For the past several years, updates on evidence backlog were provided to the city council every month, but they suddenly stopped in April 2019. Council members said they no longer needed them.
But when the WREG investigators asked why, council vowed to bring the updates back.
For victims like Terilyn Blockman, waiting for the results of their tests to come back was like bringing up her worst memories.
In 1991, Blockman woke up to a man standing over her bed. She says he put his hand over her face, strangled and then raped her.
She called police and consented to a sexual assault examination. Evidence was collected, but she never heard anything — until decades later, when WREG exposed a massive backlog in 2010.
Blockman’s kit was one of 12,000 sexual assault kits that Memphis Police left on shelves to collect dust.
She says her evidence was finally sent to a lab nearly two decades after she was attacked.
“They told me I needed to come down to rape crisis. I got down there, I was like, ‘Oh finally,'” she said. “I thought I’m going to finally get an answer. We’re going to know who my rapist is.”
Sadly, that didn’t happen.
She says police informed her that theye didn’t have enough DNA to pursue the case and there was nothing else investigators could do. She said she was crushed and disappointed after waiting all that time.
Blockman’s story is just one of thousands you don’t hear about, because city officials aren’t talking about it.
While they’ve made it clear that every kit in the backlog has been sent to a lab for testing, it’s been a challenge finding out what happens afterward.
No updates posted to website in two years
Updates on the backlog were supposed to be given to City Council quarterly, meaning every three months, the public would get an update. At least, that’s what council members told us.
The first was in March 2020, but then the briefings stopped, again. You can see on the city’s website where officials promised to post the latest information. But nothing new has been uploaded in over two years.
So, using the Tennessee Open Records Act, we asked for the latest data, the information that is typically presented to the council. It took 10 weeks to get a response.
We learned the Sexual Assault Kit Task Force, a group formed to oversee the backlog, gets regular updates. The last was in May, according to one of the members.
That update shows every kit has been tested for the full DNA profile, or “serology,” which determines whether there’s enough DNA to be tested.
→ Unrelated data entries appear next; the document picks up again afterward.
// This file is part of QuadSim.
//
// QuadSim is free software: you can redistribute it and/or modify
// it under the terms of the GNU General Public License as published by
// the Free Software Foundation, either version 3 of the License, or
// (at your option) any later version.
//
// QuadSim is distributed in the hope that it will be useful,
// but WITHOUT ANY WARRANTY; without even the implied warranty of
// MERCHANTABILITY or FITNESS FOR A PARTICULAR PURPOSE.  See the
// GNU General Public License for more details.
//
// You should have received a copy of the GNU General Public License
// along with QuadSim.  If not, see <http://www.gnu.org/licenses/>.
//! Decoding of inbound pilot messages.
//!
//! Messages are JSON objects. `{"event": "control", "thrust": .., "roll": ..,
//! "pitch": .., "yaw": ..}` carries a command and `{"event": "reset_sim"}`
//! clears it. An object without an `event` that carries command fields is
//! read as a control message.
//!
//! Field values are coerced rather than validated: numbers pass through,
//! numeric strings are parsed, booleans become 0 or 1, and everything else
//! becomes 0.
use crate::PilotCommand;
use json::JsonValue;
use log::debug;
use thiserror::Error;

const COMMAND_FIELDS: [&str; 4] = ["thrust", "roll", "pitch", "yaw"];

#[derive(Debug, Error)]
pub enum IngressError {
    #[error("malformed message: {0}")]
    Malformed(#[from] json::Error),
    #[error("expected a JSON object, got: {0}")]
    NotAnObject(String),
}

#[derive(Clone, Copy, Debug, PartialEq)]
pub enum IngressMessage {
    Control(PilotCommand),
    Reset,
}

impl IngressMessage {
    /// Parse one message. `Ok(None)` means well formed but not addressed
    /// to us.
    pub fn parse(text: &str) -> Result<Option<Self>, IngressError> {
        let value = json::parse(text)?;
        Self::from_json(&value)
    }

    pub fn from_json(value: &JsonValue) -> Result<Option<Self>, IngressError> {
        if !value.is_object() {
            return Err(IngressError::NotAnObject(value.dump()));
        }
        let event = &value["event"];
        if event.is_null() {
            if COMMAND_FIELDS.iter().any(|field| value.has_key(field)) {
                return Ok(Some(Self::Control(command_from_json(value))));
            }
            return Ok(None);
        }
        Ok(match event.as_str() {
            Some("control") => Some(Self::Control(command_from_json(value))),
            Some("reset_sim") => Some(Self::Reset),
            other => {
                debug!("ignoring event {:?}", other);
                None
            }
        })
    }
}

pub(crate) fn command_from_json(value: &JsonValue) -> PilotCommand {
    PilotCommand {
        throttle: coerce(&value["thrust"]),
        roll: coerce(&value["roll"]),
        pitch: coerce(&value["pitch"]),
        yaw_rate: coerce(&value["yaw"]),
    }
}

fn coerce(value: &JsonValue) -> f64 {
    let v = if let Some(b) = value.as_bool() {
        if b {
            1.
        } else {
            0.
        }
    } else if let Some(n) = value.as_f64() {
        n
    } else if let Some(s) = value.as_str() {
        s.trim().parse::<f64>().unwrap_or(0.)
    } else {
        0.
    };
    if v.is_finite() {
        v
    } else {
        0.
    }
}

#[cfg(test)]
mod tests {
    use super::*;
    use anyhow::Result;
    use approx::assert_relative_eq;

    fn control(text: &str) -> Result<PilotCommand> {
        match IngressMessage::parse(text)? {
            Some(IngressMessage::Control(cmd)) => Ok(cmd),
            other => anyhow::bail!("expected control, got {:?}", other),
        }
    }

    #[test]
    fn test_control_message() -> Result<()> {
        let cmd = control(r#"{"event":"control","thrust":0.5,"roll":0.1,"pitch":-0.2,"yaw":1.5}"#)?;
        assert_relative_eq!(cmd.throttle, 0.5);
        assert_relative_eq!(cmd.roll, 0.1);
        assert_relative_eq!(cmd.pitch, -0.2);
        assert_relative_eq!(cmd.yaw_rate, 1.5);
        Ok(())
    }

    #[test]
    fn test_coercion() -> Result<()> {
        let cmd =
            control(r#"{"event":"control","thrust":"0.75","roll":true,"pitch":null,"yaw":"abc"}"#)?;
        assert_relative_eq!(cmd.throttle, 0.75);
        assert_relative_eq!(cmd.roll, 1.);
        assert_eq!(cmd.pitch, 0.);
        assert_eq!(cmd.yaw_rate, 0.);

        let cmd = control(r#"{"event":"control","thrust":false,"roll":[1],"pitch":{"a":1}}"#)?;
        assert!(cmd.is_neutral());
        Ok(())
    }

    #[test]
    fn test_non_finite_strings_become_zero() -> Result<()> {
        let cmd = control(r#"{"event":"control","thrust":"inf","roll":"NaN","pitch":" 0.25 "}"#)?;
        assert_eq!(cmd.throttle, 0.);
        assert_eq!(cmd.roll, 0.);
        assert_relative_eq!(cmd.pitch, 0.25);
        Ok(())
    }

    #[test]
    fn test_missing_fields_are_zero() -> Result<()> {
        let cmd = control(r#"{"event":"control","thrust":0.4}"#)?;
        assert_eq!(cmd, PilotCommand::new(0.4, 0., 0., 0.));
        Ok(())
    }

    #[test]
    fn test_bare_command_without_event() -> Result<()> {
        let cmd = control(r#"{"thrust":0.3,"yaw":-1}"#)?;
        assert_eq!(cmd, PilotCommand::new(0.3, 0., 0., -1.));
        Ok(())
    }

    #[test]
    fn test_reset_message() -> Result<()> {
        assert_eq!(
            IngressMessage::parse(r#"{"event":"reset_sim"}"#)?,
            Some(IngressMessage::Reset)
        );
        Ok(())
    }

    #[test]
    fn test_unrelated_messages_are_ignored() -> Result<()> {
        assert_eq!(IngressMessage::parse(r#"{"event":"hello"}"#)?, None);
        assert_eq!(IngressMessage::parse(r#"{"other":1}"#)?, None);
        Ok(())
    }

    #[test]
    fn test_garbage_is_an_error() {
        assert!(matches!(
            IngressMessage::parse("not json at all"),
            Err(IngressError::Malformed(_))
        ));
        assert!(matches!(
            IngressMessage::parse("[1, 2]"),
            Err(IngressError::NotAnObject(_))
        ));
    }
}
Of the 2,600 sent back to a lab to be re-examined for DNA using the latest techniques, 852 of those are still being processed. More than 7,000 investigations have been initiated and 5% of those remain active.
We asked MPD if it would be posting this info online for the public. Officials said they’re looking into it.
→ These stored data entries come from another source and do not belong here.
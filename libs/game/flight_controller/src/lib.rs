// This file is part of QuadSim.
//
// QuadSim is free software: you can redistribute it and/or modify
// it under the terms of the GNU General Public License as published by
// the Free Software Foundation, either version 3 of the License, or
// (at your option) any later version.
//
// QuadSim is distributed in the hope that it will be useful,
// but WITHOUT ANY WARRANTY; without even the implied warranty of
// MERCHANTABILITY or FITNESS FOR A PARTICULAR PURPOSE.  See the
// GNU General Public License for more details.
//
// You should have received a copy of the GNU General Public License
// along with QuadSim.  If not, see <http://www.gnu.org/licenses/>.
mod autonomous;
mod maneuver;
mod piloted;
mod position_hold;

pub use crate::{
    autonomous::{AltitudeGains, AttitudeSource, AutonomousController, AutonomousGains},
    maneuver::{Maneuver, ManeuverSchedule, ManeuverSegment},
    piloted::{PilotedController, PilotedGains},
    position_hold::PositionHold,
};

use airframe::{MotorSpeeds, Wrench};
use motor_mixer::MotorMixer;
use pacing::TimeStep;
use pilot::PilotCommand;
use vehicle_state::VehicleState;

/// A control law that turns the latest pilot command and vehicle state into
/// a commanded thrust and body torque.
pub trait FlightController: Send {
    fn control(&mut self, command: &PilotCommand, state: &VehicleState, step: &TimeStep)
        -> Wrench;

    fn mixer(&self) -> &MotorMixer;

    /// Forget any accumulated state. Called when a run (re)starts.
    fn reset(&mut self) {}

    fn motor_speeds(
        &mut self,
        command: &PilotCommand,
        state: &VehicleState,
        step: &TimeStep,
    ) -> MotorSpeeds {
        let wrench = self.control(command, state, step);
        self.mixer().mix(&wrench)
    }
}

/// Proportional-derivative attitude hold on one axis.
#[derive(Clone, Copy, Debug, PartialEq)]
pub struct AxisGains {
    pub kp: f64,
    pub kd: f64,
}

impl AxisGains {
    pub fn new(kp: f64, kd: f64) -> Self {
        Self { kp, kd }
    }

    pub fn torque(&self, target: f64, angle: f64, rate: f64) -> f64 {
        self.kp * (target - angle) - self.kd * rate
    }
}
The district attorney’s office told us it remains busy. As of mid-June, 741 cases were launched as a result of the testing, and 337 of those are named suspects. Investigators believe 51 of those suspects raped multiple victims.
Officials told us they started building a list of the victims’ demographics. A list uncovered from MPD showed some of the kits that had sat on shelves belonged to children as young as 1 year old.
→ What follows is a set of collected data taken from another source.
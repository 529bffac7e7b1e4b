// This file is part of QuadSim.
//
// QuadSim is free software: you can redistribute it and/or modify
// it under the terms of the GNU General Public License as published by
// the Free Software Foundation, either version 3 of the License, or
// (at your option) any later version.
//
// QuadSim is distributed in the hope that it will be useful,
// but WITHOUT ANY WARRANTY; without even the implied warranty of
// MERCHANTABILITY or FITNESS FOR A PARTICULAR PURPOSE.  See the
// GNU General Public License for more details.
//
// You should have received a copy of the GNU General Public License
// along with QuadSim.  If not, see <http://www.gnu.org/licenses/>.
//! Pilot input from a line-oriented stream.
use log::{debug, info, warn};
use pilot::{CommandSlot, IngressMessage};
use std::{
    io::{self, BufRead},
    thread::{self, JoinHandle},
};

#[derive(Clone, Copy, Debug, Default, PartialEq, Eq)]
pub struct IngestStats {
    pub commands: u64,
    pub resets: u64,
    pub ignored: u64,
    pub malformed: u64,
}

pub fn spawn<R: BufRead + Send + 'static>(
    reader: R,
    commands: CommandSlot,
) -> io::Result<JoinHandle<IngestStats>> {
    thread::Builder::new()
        .name("pilot-input".to_owned())
        .spawn(move || ingest(reader, &commands))
}

/// Apply every message on `reader` to the slot. At end of input the last
/// command stays in force.
pub fn ingest<R: BufRead>(reader: R, commands: &CommandSlot) -> IngestStats {
    let mut stats = IngestStats::default();
    for line in reader.lines() {
        let line = match line {
            Ok(line) => line,
            Err(e) => {
                warn!("pilot input failed: {}", e);
                break;
            }
        };
        let line = line.trim();
        if line.is_empty() {
            continue;
        }
        match IngressMessage::parse(line) {
            Ok(Some(IngressMessage::Control(command))) => {
                debug!("pilot command {:?}", command);
                commands.set(command);
                stats.commands += 1;
            }
            Ok(Some(IngressMessage::Reset)) => {
                info!("pilot requested reset");
                commands.reset();
                stats.resets += 1;
            }
            Ok(None) => stats.ignored += 1,
            Err(e) => {
                warn!("ignoring pilot input: {}", e);
                stats.malformed += 1;
            }
        }
    }
    info!("pilot input closed; holding the last command");
    stats
}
“I feel like they should be constantly giving the victims and the public updates what’s happening with all those kits,” said Blockman.
Daniel Lofton, one of the attorneys leading a class action lawsuit against the city said transparency is key to building trust.
“It’s not going away. The problem is not solved,” he said.
He hopes the lawsuit “will restore confidence in the city for thousands of victims and all its citizens.”
“But will it happen? We will see,” he said.
Updates may start up again. We asked the current chair of the council’s public safety committee, Jeff Warren, what happened last year. He said he’d look into it, and requested an update from MPD in July.
Blockman says those updates may not mean a lot to some, but to her they’re important. It makes her feel as if she hasn’t been forgotten.